Question 70·Medium·Text Structure and Purpose
The following text is from a contemporary memoir. The narrator has just started an internship at a city archive.
On my first day at the archives, I imagined unlocking secrets with a dramatic flourish. Instead, the intern manager handed me cotton gloves and a soft brush, then pointed to a stack of flaking scrapbooks. The room hummed with careful quiet; even the clock seemed to ask permission before ticking. By lunch, I had brushed a century's grit from margins no one had read for seventy years. Yet when a smeared name reemerged under the dust, it felt like a whisper addressed to me alone.
Which choice best states the main purpose of the text?
For main-purpose questions, summarize the passage in one sentence focusing on what the author is doing (describing, arguing, explaining, comparing). Then check the passage’s structure—especially contrast words like “instead” or “yet”—to see the central move. Eliminate choices that introduce ideas not supported by the text (extra arguments, full procedures, or comparisons) and pick the option that best matches your one-sentence summary.
Hints
State the gist in one sentence
In one sentence, describe what the narrator expected and what actually happened on the first day.
Look for contrast signals
Pay attention to words like “Instead” and “Yet.” What change in perspective do they highlight?
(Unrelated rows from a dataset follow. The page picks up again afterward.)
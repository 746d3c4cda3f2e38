/// Error types
///
/// Every fallible path in the gallery ends in one of these enums:
/// - `LoadFailure` when the project document cannot be fetched or parsed
/// - `AssetError` when a single image cannot be loaded or decoded
/// - `ConfigError` when config.toml cannot be read or parsed
use std::path::PathBuf;
use thiserror::Error;

/// The only message the user ever sees when the project list fails to load.
pub const LOAD_FAILURE_MESSAGE: &str =
    "Could not load projects at this time. Please try again later.";

/// The project document could not be obtained.
#[derive(Debug, Error)]
pub enum LoadFailure {
    /// Local document could not be read
    #[error("failed to read {}: {source}", path.display())]
    Io {
        path: PathBuf,
        #[source]
        source: std::io::Error,
    },

    /// Remote document request did not complete
    #[error("request to {url} failed: {source}")]
    Request {
        url: String,
        #[source]
        source: reqwest::Error,
    },

    /// Remote document answered with a non-success status
    #[error("{url} responded with status {status}")]
    Status {
        url: String,
        status: reqwest::StatusCode,
    },

    /// Document is not a JSON array of project records
    #[error("malformed project document: {0}")]
    Parse(#[from] serde_json::Error),
}

/// A single image reference could not be turned into something displayable.
#[derive(Debug, Error)]
pub enum AssetError {
    #[error("cannot resolve image reference {reference:?}")]
    InvalidReference { reference: String },

    #[error("failed to read image {}: {source}", path.display())]
    Io {
        path: PathBuf,
        #[source]
        source: std::io::Error,
    },

    #[error("failed to download image {url}: {source}")]
    Request {
        url: String,
        #[source]
        source: reqwest::Error,
    },

    #[error("image {url} responded with status {status}")]
    Status {
        url: String,
        status: reqwest::StatusCode,
    },

    #[error("failed to decode image: {0}")]
    Decode(#[from] image::ImageError),

    #[error("thumbnail task join error: {0}")]
    Join(#[from] tokio::task::JoinError),
}

/// config.toml exists but cannot be used.
#[derive(Debug, Error)]
pub enum ConfigError {
    #[error("failed to read config {}: {source}", path.display())]
    Io {
        path: PathBuf,
        #[source]
        source: std::io::Error,
    },

    #[error("invalid config {}: {source}", path.display())]
    Parse {
        path: PathBuf,
        #[source]
        source: toml::de::Error,
    },
}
Distinguish purpose from detail
Ask whether the passage is trying to argue, instruct, compare, or depict an experience and reaction.
Step-by-step Explanation
Summarize what happens
The narrator begins an internship expecting something dramatic (“unlocking secrets”), but is instead given gloves and a brush to clean fragile scrapbooks in a very quiet room. By lunch, the narrator has been doing careful, repetitive work, yet feels a personal thrill when a name reappears under the dust.
Identify the passage’s central contrast
The key structure is expectation vs. reality: the narrator imagines dramatic discovery, then experiences slow, careful preservation work. The ending shows the narrator still finds meaning in this quieter reality.
Choose the option that matches the overall purpose
The passage is not mainly criticizing archival methods, giving step-by-step restoration instructions, or comparing two archives. Its main purpose is to show a shift in the narrator’s expectations after firsthand experience.
Therefore, the best choice is: To show how the narrator revises expectations about archival work.